Redes sociales ¿perjudiciales?

“Hablar del suicidio significa hacer debates argumentados, salir a los medios de comunicación diciendo que prevenible, que podemos trabajarlo, que se puede generar esperanza en personas que ahora mismo están desesperadas”, subraya Luengo. 
Esto mismo es aplicable a las redes sociales. “El problema que tienen es la dificultad de controlar todo lo que hay en ellas”, indica el experto, quien advierte que en Tik Tok y otras aplicaciones “están apareciendo influencers y toda cada suerte de gurús que suelen ser gente sin ningún tipo de formación ni conocimiento que hablan sobre qué hacer ante determinadas situaciones relacionadas con la salud mental”. Estos mensajes pueden ejercer una influencia deletérea en los adultos y, sobre todo, en los menores.  
En conclusión, las redes sociales pueden resultar de gran ayuda de cara a la prevención del suicidio, pero “con mensajes que hayan sido adecuadamente elaborados, pensados, filtrados y garantizados por parte de organismos internacionales acreditados o en el contexto, por ejemplo, de los planes de prevención que han puesto en marcha las comunidades autónomas”. 

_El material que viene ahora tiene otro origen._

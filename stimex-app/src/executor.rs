use std::sync::Arc;
use std::time::{Duration, Instant};

use parking_lot::Mutex;
use rand::Rng;
use stimex_core::{
    CoreError, Display, InputPoll, RuntimeContext, Shared, StimulusId, TimerType, TimingElement,
    TimingGroup, UnitState, event_channel,
};
use stimex_present::{
    ArrowDirection, DelayedPresentation, Element, FrameScheduler, PixmapDevice, PresentError,
    SessionSummary, Shape, ShapeStimulus,
};
use stimex_procedure::{ListKind, ParamValue, ParameterTable, Unit, UnitExecutor, UnitKind};
use stimex_timing::{Clock, MonotonicClock};

pub const WIDTH: u32 = 800;
pub const HEIGHT: u32 = 600;
const CENTER: (f32, f32) = (WIDTH as f32 / 2.0, HEIGHT as f32 / 2.0);

const WHITE: [u8; 4] = [255, 255, 255, 255];
const GREEN: [u8; 4] = [0, 200, 0, 255];
const RED: [u8; 4] = [220, 0, 0, 255];
const GRAY: [u8; 4] = [48, 48, 48, 255];

/// Durations of the phases of one arrow trial.
#[derive(Debug, Clone)]
struct TrialTiming {
    fixation_range_ms: (u64, u64),
    stimulus_ms: u64,
    response_window_ms: u64,
    feedback_delay_ms: u64,
    banner_ms: u64,
}

impl Default for TrialTiming {
    fn default() -> Self {
        Self {
            fixation_range_ms: (30, 60),
            stimulus_ms: 50,
            response_window_ms: 150,
            feedback_delay_ms: 20,
            banner_ms: 30,
        }
    }
}

fn millis(ms: u64) -> i64 {
    ms as i64 * 1_000_000
}

/// Blank group that ends the stimulus once every group before it has had
/// its full duration.
fn closing_group() -> TimingGroup<Element> {
    TimingGroup::new(
        Vec::new(),
        TimingElement::new(0, TimerType::CLOCK | TimerType::END_OF_MEDIA),
    )
}

/// Simulated subject: answers a fixed time after the response window opens,
/// or never.
struct SimulatedSubject {
    respond_after: Option<Duration>,
    window_opened: Option<Instant>,
    response: Arc<Mutex<Option<Duration>>>,
}

impl InputPoll for SimulatedSubject {
    fn poll(&mut self, _timer: TimerType) -> bool {
        let Some(after) = self.respond_after else {
            return false;
        };
        let opened = *self.window_opened.get_or_insert_with(Instant::now);
        let elapsed = opened.elapsed();
        if elapsed < after {
            return false;
        }
        *self.response.lock() = Some(elapsed);
        true
    }
}

/// Runs arrow trials on the software device.
pub struct DemoExecutor<R: Rng> {
    device: Shared<PixmapDevice>,
    clock: MonotonicClock,
    rng: R,
    timing: TrialTiming,
    next_id: u32,
}

impl<R: Rng> DemoExecutor<R> {
    pub fn new(device: Shared<PixmapDevice>, rng: R) -> Self {
        Self {
            device,
            clock: MonotonicClock::new(),
            rng,
            timing: TrialTiming::default(),
            next_id: 1,
        }
    }

    fn next_stimulus_id(&mut self) -> StimulusId {
        let id = StimulusId(self.next_id);
        self.next_id += 1;
        id
    }

    /// Presents `stimulus` until it closes itself and returns the session summary.
    fn play(
        &mut self,
        ctx: &mut RuntimeContext<ShapeStimulus>,
        stimulus: ShapeStimulus,
        input: Option<Box<dyn InputPoll>>,
    ) -> Result<SessionSummary, PresentError> {
        let id = stimulus.id();
        ctx.register(stimulus);
        let (tx, rx) = event_channel();
        let mut scheduler = FrameScheduler::new(ctx, id, self.device.clone())?.with_events(tx);
        if let Some(input) = input {
            scheduler = scheduler.with_input(input);
        }
        let handle = scheduler.start()?;

        match rx.recv() {
            Ok(event) => tracing::trace!(
                "{} closed after {:.1} ms",
                event.source,
                event.elapsed_nanos as f64 / 1e6
            ),
            Err(crossbeam_channel::RecvError) => {
                tracing::warn!("{} ended without a completion event", id)
            }
        }
        let summary = handle.join();
        ctx.remove(id);
        summary
    }

    fn show_banner(&mut self, unit: &Unit, ctx: &mut RuntimeContext<ShapeStimulus>) -> UnitState {
        let id = self.next_stimulus_id();
        let banner = ShapeStimulus::new(
            id,
            vec![
                TimingGroup::new(
                    vec![Element::new(
                        Shape::Rectangle {
                            width: 400.0,
                            height: 40.0,
                            color: WHITE,
                        },
                        CENTER,
                    )],
                    TimingElement::clock_millis(self.timing.banner_ms),
                ),
                closing_group(),
            ],
        )
        .with_background(GRAY);
        match self.play(ctx, banner, None) {
            Ok(_) => {
                tracing::info!("block `{}` started", unit.name());
                UnitState::Execute
            }
            Err(e) => {
                ctx.report(&CoreError::Device(e.to_string()));
                UnitState::Error
            }
        }
    }

    fn run_trial(
        &mut self,
        unit: &Unit,
        params: &mut ParameterTable,
        ctx: &mut RuntimeContext<ShapeStimulus>,
    ) -> UnitState {
        match self.present_trial(unit, params, ctx) {
            Ok(state) => state,
            Err(e) => {
                ctx.report(&CoreError::Device(format!("trial `{}`: {}", unit.name(), e)));
                UnitState::Error
            }
        }
    }

    fn present_trial(
        &mut self,
        unit: &Unit,
        params: &mut ParameterTable,
        ctx: &mut RuntimeContext<ShapeStimulus>,
    ) -> Result<UnitState, PresentError> {
        let direction = match params.get("direction").and_then(ParamValue::as_text) {
            Some("left") => ArrowDirection::Left,
            _ => ArrowDirection::Right,
        };
        let level = params.get_f64("level");
        let (lo, hi) = self.timing.fixation_range_ms;
        let fixation_ms = self.rng.random_range(lo..=hi);

        let id = self.next_stimulus_id();
        let sync = TimerType::CLOCK | TimerType::VIDEO_SYNC;
        let stimulus = ShapeStimulus::new(
            id,
            vec![
                TimingGroup::new(fixation_cross(), TimingElement::new(millis(fixation_ms), sync)),
                TimingGroup::new(
                    vec![arrow(direction, level)],
                    TimingElement::new(
                        millis(self.timing.stimulus_ms),
                        sync | TimerType::START_RESPONSE_TIMER,
                    ),
                ),
                TimingGroup::new(
                    Vec::new(),
                    TimingElement::new(
                        millis(self.timing.response_window_ms),
                        TimerType::KEY
                            | TimerType::DOWN
                            | TimerType::STORE_RESULT
                            | TimerType::STOP_RESPONSE_TIMER,
                    ),
                ),
                closing_group(),
            ],
        );

        // Harder to see at low contrast.
        let p_correct = level.map_or(0.9, |l| (0.5 + l / 20.0).clamp(0.5, 0.98));
        let responds = self.rng.random_bool(0.95);
        let correct = responds && self.rng.random_bool(p_correct);
        let response = Arc::new(Mutex::new(None));
        let subject = SimulatedSubject {
            respond_after: responds.then(|| Duration::from_millis(self.rng.random_range(40..=110))),
            window_opened: None,
            response: Arc::clone(&response),
        };

        let summary = self.play(ctx, stimulus, Some(Box::new(subject)))?;
        let rt = *response.lock();
        tracing::debug!(
            "trial `{}`: {} presentations, rt {:?}, correct {}",
            unit.name(),
            summary.presentations,
            rt,
            correct
        );

        params.set("rt_ms", rt.map_or(-1.0, |d| d.as_secs_f64() * 1e3));
        params.set("correct", correct);
        if let (Some(level), Some(step)) = (level, params.get_f64("step")) {
            let next = if correct { level - step } else { level + step };
            params.set("level", next.max(0.0));
        }

        self.feedback(ctx, correct)?;

        if rt.is_none() && params.get_bool("repeat_misses") == Some(true) {
            tracing::info!("trial `{}` missed, repeating", unit.name());
            return Ok(UnitState::Repeat);
        }
        Ok(UnitState::Execute)
    }

    /// Overlays a colored dot on the last frame shortly after the trial.
    fn feedback(
        &mut self,
        ctx: &mut RuntimeContext<ShapeStimulus>,
        correct: bool,
    ) -> Result<(), PresentError> {
        let id = self.next_stimulus_id();
        let color = if correct { GREEN } else { RED };
        ctx.register(ShapeStimulus::single(
            id,
            vec![Element::new(
                Shape::Circle {
                    radius: 12.0,
                    color,
                },
                CENTER,
            )],
            TimingElement::clock_millis(0),
        ));
        let show_at = self.clock.now() + millis(self.timing.feedback_delay_ms) as u64;
        let shown = DelayedPresentation::new(ctx, id, self.device.clone(), show_at)?
            .with_clock(self.clock)
            .spawn()?
            .join();
        ctx.remove(id);
        if shown?.is_none() {
            tracing::warn!("feedback {} was not shown", id);
        }
        Ok(())
    }
}

fn fixation_cross() -> Vec<Element> {
    let bar = |width, height| {
        Element::new(
            Shape::Rectangle {
                width,
                height,
                color: WHITE,
            },
            CENTER,
        )
    };
    vec![bar(30.0, 4.0), bar(4.0, 30.0)]
}

fn arrow(direction: ArrowDirection, level: Option<f64>) -> Element {
    let shade = level.map_or(255, |l| (l / 10.0 * 255.0).clamp(16.0, 255.0) as u8);
    Element::new(
        Shape::Arrow {
            direction,
            size: 60.0,
            color: [shade, shade, shade, 255],
        },
        CENTER,
    )
}

impl<R: Rng> UnitExecutor for DemoExecutor<R> {
    type Display = ShapeStimulus;

    fn run_list(
        &mut self,
        unit: &Unit,
        list: ListKind,
        params: &mut ParameterTable,
        ctx: &mut RuntimeContext<ShapeStimulus>,
    ) -> UnitState {
        match (unit.kind(), list) {
            (UnitKind::Trial, ListKind::Main) => self.run_trial(unit, params, ctx),
            (UnitKind::Block, ListKind::Start) => self.show_banner(unit, ctx),
            _ => UnitState::Execute,
        }
    }
}
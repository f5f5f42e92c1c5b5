pub mod clock;
pub mod sleep;
pub mod stats;
pub mod wait;

pub use clock::{Clock, GRANULARITY_SAMPLES, Granularity, MonotonicClock, measure_granularity};
pub use stats::{CalibrationStats, FrameTimes};
pub use wait::{WaitConfig, WaitLock, WaitOutcome, Waker};
use std::collections::BTreeMap;

use stimex_core::{Device, ScreenId};
use tiny_skia::{Color, Pixmap, PremultipliedColorU8};

use crate::error::{PresentError, Result};

struct Screen {
    back: Pixmap,
    front: Pixmap,
}

/// Software device: one back and one front pixmap per screen.
///
/// `present` copies the back buffer to the front buffer and leaves the back
/// buffer as it was, so content drawn without clearing lands on top of the
/// frame currently shown. The active screen lives outside `parked`, so there
/// is always a surface to draw on.
pub struct PixmapDevice {
    width: u32,
    height: u32,
    active: ScreenId,
    current: Screen,
    parked: BTreeMap<ScreenId, Screen>,
    presents: u64,
}

impl PixmapDevice {
    pub fn new(width: u32, height: u32) -> Result<Self> {
        Ok(Self {
            width,
            height,
            active: ScreenId::default(),
            current: Self::alloc_screen(width, height)?,
            parked: BTreeMap::new(),
            presents: 0,
        })
    }

    fn alloc_screen(width: u32, height: u32) -> Result<Screen> {
        let alloc = || {
            let mut pm =
                Pixmap::new(width, height).ok_or(PresentError::Surface { width, height })?;
            pm.fill(Color::BLACK);
            Ok::<_, PresentError>(pm)
        };
        Ok(Screen {
            back: alloc()?,
            front: alloc()?,
        })
    }

    /// Makes `id` the active screen, allocating it on first use.
    fn switch_to(&mut self, id: ScreenId) -> Result<()> {
        if id == self.active {
            return Ok(());
        }
        let next = match self.parked.remove(&id) {
            Some(screen) => screen,
            None => Self::alloc_screen(self.width, self.height)?,
        };
        let previous = std::mem::replace(&mut self.current, next);
        self.parked.insert(self.active, previous);
        self.active = id;
        Ok(())
    }

    pub fn active_screen(&self) -> ScreenId {
        self.active
    }

    pub fn presents(&self) -> u64 {
        self.presents
    }

    pub fn front(&self, screen: ScreenId) -> Option<&Pixmap> {
        if screen == self.active {
            Some(&self.current.front)
        } else {
            self.parked.get(&screen).map(|s| &s.front)
        }
    }

    /// Pixel currently visible on the active screen.
    pub fn visible_pixel(&self, x: u32, y: u32) -> Option<PremultipliedColorU8> {
        self.current.front.pixel(x, y)
    }
}

impl Device for PixmapDevice {
    type Surface = Pixmap;

    fn select_screen(&mut self, screen: ScreenId) {
        if let Err(e) = self.switch_to(screen) {
            tracing::warn!("cannot select screen {:?}: {}", screen, e);
        }
    }

    fn acquire_surface<R>(&mut self, render: impl FnOnce(&mut Pixmap) -> R) -> R {
        render(&mut self.current.back)
    }

    fn present(&mut self) -> stimex_core::Result<()> {
        let screen = &mut self.current;
        screen.front.data_mut().copy_from_slice(screen.back.data());
        self.presents += 1;
        Ok(())
    }
}
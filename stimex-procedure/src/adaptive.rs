//! Convergence detection for adaptive trial sequences.
//!
//! A turning point is a reversal in the direction of the adjusted variable.
//! Flat steps carry the previous direction forward, so `[1, 2, 2, 1]` holds a
//! single reversal, detected at index 3.

use serde::{Deserialize, Serialize};

#[derive(Debug, Clone, Copy, PartialEq, Eq, Default, Serialize, Deserialize)]
pub enum StopRule {
    #[default]
    DontStop,
    Turnpoints,
    TurnpointsAtMinimum,
    StopkeyResponse,
}

#[derive(Debug, Clone, Copy, PartialEq, Eq, Serialize, Deserialize)]
pub struct TurningPoint {
    /// Index of the level whose delta reversed the direction.
    pub detected_at: usize,
    /// Index of the peak or trough itself.
    pub extremum_at: usize,
}

#[derive(Debug, Clone, Copy, PartialEq, Eq)]
enum Direction {
    Up,
    Down,
}

fn direction(from: f64, to: f64) -> Option<Direction> {
    let delta = to - from;
    if delta > 0.0 {
        Some(Direction::Up)
    } else if delta < 0.0 {
        Some(Direction::Down)
    } else {
        None
    }
}

pub fn turning_points(levels: &[f64]) -> Vec<TurningPoint> {
    let mut points = Vec::new();
    let mut last = None;
    for (i, pair) in levels.windows(2).enumerate() {
        let Some(dir) = direction(pair[0], pair[1]) else {
            continue;
        };
        let at = i + 1;
        if last.is_some_and(|prev| prev != dir) {
            points.push(TurningPoint {
                detected_at: at,
                extremum_at: at - 1,
            });
        }
        last = Some(dir);
    }
    points
}

/// The turning point at which `target` reversals have been seen.
///
/// A zero target never stops.
pub fn stop_point(levels: &[f64], target: usize) -> Option<TurningPoint> {
    if target == 0 {
        return None;
    }
    turning_points(levels).get(target - 1).copied()
}

pub fn should_stop(levels: &[f64], target: usize) -> bool {
    stop_point(levels, target).is_some()
}

/// Adaptive settings of one block: which parameters to watch and when to stop.
#[derive(Debug, Clone, PartialEq, Serialize, Deserialize)]
pub struct AdaptiveSpec {
    /// Parameter holding the adjusted level.
    pub variable: String,
    /// Parameter holding the current step size.
    pub step: Option<String>,
    /// Boolean parameter set when the subject pressed the stop key.
    pub stop_key: Option<String>,
    pub rule: StopRule,
    pub target: u32,
    pub min_step: f64,
}

impl AdaptiveSpec {
    pub fn new(variable: &str, rule: StopRule, target: u32) -> Self {
        Self {
            variable: variable.to_owned(),
            step: None,
            stop_key: None,
            rule,
            target,
            min_step: 0.0,
        }
    }

    pub fn with_step(mut self, param: &str, min_step: f64) -> Self {
        self.step = Some(param.to_owned());
        self.min_step = min_step;
        self
    }

    pub fn with_stop_key(mut self, param: &str) -> Self {
        self.stop_key = Some(param.to_owned());
        self
    }

    pub fn evaluator(&self) -> AdaptiveEvaluator {
        AdaptiveEvaluator::new(self.rule, self.target, self.min_step)
    }
}

/// Per-sequence counterpart of [`turning_points`], fed one trial at a time.
#[derive(Debug, Clone)]
pub struct AdaptiveEvaluator {
    rule: StopRule,
    target: u32,
    min_step: f64,
    history: Vec<f64>,
    last_direction: Option<Direction>,
    turning_points: u32,
    turning_points_at_minimum: u32,
    current_step: f64,
    stopped: bool,
}

impl AdaptiveEvaluator {
    pub fn new(rule: StopRule, target: u32, min_step: f64) -> Self {
        Self {
            rule,
            target,
            min_step,
            history: Vec::new(),
            last_direction: None,
            turning_points: 0,
            turning_points_at_minimum: 0,
            current_step: 0.0,
            stopped: false,
        }
    }

    /// Records one trial and returns whether the sequence should stop now.
    pub fn observe(&mut self, level: f64, step: f64, stop_key_pressed: bool) -> bool {
        self.current_step = step;
        if let Some(&prev) = self.history.last() {
            if let Some(dir) = direction(prev, level) {
                if self.last_direction.is_some_and(|last| last != dir) {
                    self.turning_points += 1;
                    if self.at_minimum_step(step) {
                        self.turning_points_at_minimum += 1;
                    }
                    tracing::trace!(
                        "turning point {} at index {}",
                        self.turning_points,
                        self.history.len() - 1
                    );
                }
                self.last_direction = Some(dir);
            }
        }
        self.history.push(level);

        let fire = match self.rule {
            StopRule::DontStop => false,
            StopRule::Turnpoints => self.target > 0 && self.turning_points >= self.target,
            StopRule::TurnpointsAtMinimum => {
                self.target > 0 && self.turning_points_at_minimum >= self.target
            }
            StopRule::StopkeyResponse => stop_key_pressed,
        };
        if fire && !self.stopped {
            tracing::debug!(
                "adaptive stop after {} trials ({:?})",
                self.history.len(),
                self.rule
            );
        }
        self.stopped |= fire;
        fire
    }

    fn at_minimum_step(&self, step: f64) -> bool {
        (step.abs() - self.min_step.abs()).abs() <= f64::EPSILON * self.min_step.abs().max(1.0)
    }

    pub fn rule(&self) -> StopRule {
        self.rule
    }

    pub fn turning_points(&self) -> u32 {
        self.turning_points
    }

    pub fn turning_points_at_minimum(&self) -> u32 {
        self.turning_points_at_minimum
    }

    pub fn current_step(&self) -> f64 {
        self.current_step
    }

    pub fn history(&self) -> &[f64] {
        &self.history
    }

    pub fn has_stopped(&self) -> bool {
        self.stopped
    }
}
use stimex_core::{Display, RuntimeContext, UnitState};

use crate::params::ParameterTable;
use crate::unit::{ListKind, Unit};

/// Runs the display lists of procedure units.
///
/// The returned state is interpreted by the state machine; level slots may
/// also be written through `params` (e.g. `BlockState = Stop`).
pub trait UnitExecutor {
    type Display: Display;

    fn run_list(
        &mut self,
        unit: &Unit,
        list: ListKind,
        params: &mut ParameterTable,
        ctx: &mut RuntimeContext<Self::Display>,
    ) -> UnitState;
}

impl<X: UnitExecutor + ?Sized> UnitExecutor for &mut X {
    type Display = X::Display;

    fn run_list(
        &mut self,
        unit: &Unit,
        list: ListKind,
        params: &mut ParameterTable,
        ctx: &mut RuntimeContext<Self::Display>,
    ) -> UnitState {
        (**self).run_list(unit, list, params, ctx)
    }
}
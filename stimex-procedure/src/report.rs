use std::collections::BTreeMap;

use serde::{Deserialize, Serialize};
use stimex_core::UnitState;

use crate::params::ParamValue;
use crate::unit::{ListKind, UnitKind};

#[derive(Debug, Clone, PartialEq, Serialize, Deserialize)]
pub struct TrialRecord {
    /// Position in execution order, counting repeats and copies.
    pub sequence: usize,
    pub block: String,
    pub name: String,
    pub state: UnitState,
    /// Values the trial had bound when its main list finished.
    pub params: BTreeMap<String, ParamValue>,
    pub started_at: u64,
    pub finished_at: u64,
}

impl TrialRecord {
    pub fn duration_nanos(&self) -> u64 {
        self.finished_at.saturating_sub(self.started_at)
    }
}

#[derive(Debug, Clone, PartialEq, Serialize, Deserialize)]
pub struct AdaptiveStop {
    pub block: String,
    /// Trials observed by the evaluator, the stopping one included.
    pub trials: usize,
    pub turning_points: u32,
}

/// Everything a finished run reports.
#[derive(Debug, Clone, Default, PartialEq, Serialize, Deserialize)]
pub struct RunReport {
    pub trials: Vec<TrialRecord>,
    /// Keyed `"<kind>.<list>"`, e.g. `"block.End"`.
    pub list_runs: BTreeMap<String, u32>,
    /// Level that requested the stop, if the run was stopped.
    pub stop_origin: Option<UnitKind>,
    pub errors: u32,
    pub insertions: u32,
    pub adaptive_stops: Vec<AdaptiveStop>,
}

fn list_key(kind: UnitKind, list: ListKind) -> String {
    format!("{kind}.{list:?}")
}

impl RunReport {
    pub(crate) fn count_list(&mut self, kind: UnitKind, list: ListKind) {
        *self.list_runs.entry(list_key(kind, list)).or_default() += 1;
    }

    pub fn list_runs(&self, kind: UnitKind, list: ListKind) -> u32 {
        self.list_runs
            .get(&list_key(kind, list))
            .copied()
            .unwrap_or(0)
    }

    pub fn trial_names(&self) -> Vec<&str> {
        self.trials.iter().map(|t| t.name.as_str()).collect()
    }

    pub fn stopped(&self) -> bool {
        self.stop_origin.is_some()
    }

    pub fn to_json(&self) -> serde_json::Result<String> {
        serde_json::to_string_pretty(self)
    }
}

Redes familiares y de amistad

El término de red social se refiere tanto a las aplicaciones virtuales como a las relaciones que las personas establecen a lo largo de su vida. Una red social es, por ejemplo, un grupo de amigos, una familia o los trabajadores de una empresa. Tomando como referencia esta acepción más amplia, llegamos a lo que cada uno de nosotros puede hacer para prevenir el suicidio en su entorno laboral, familiar y de amistades.
“Si entendemos que, en general, la conducta suicida está fundamentada en una experiencia sostenida en el tiempo de dolor, sufrimiento y desvinculación, tenemos que saber detectar bien esos momentos en los que alguien se adentra en el sufrimiento psicológico, se siente quebrado, emocionalmente tocado, empieza a cambiar su vida y empiezan a modificarse de manera sustancial sus rutinas”, explica Luengo.
Asimismo, en el ámbito familiar recomienda generar, en la medida de lo posible, un ambiente en el que “se sustancie la confianza, el diálogo y la conversación” desde que los niños son pequeños. Y en cuanto a la relación con los adolescentes, cree que, en vez de “dar lecciones permanentemente a nuestros hijos, es fundamental que sepan que les podemos escuchar sin juzgarles y que podemos, incluso, comprender sus malos momentos”. 
Esta actitud también es aplicable a las relaciones entre adultos. Las personas que se encuentran en una situación especialmente difícil precisan que les escuchen y acompañen sin juzgarles. “Necesitan sentirse comprendidas y queridas”.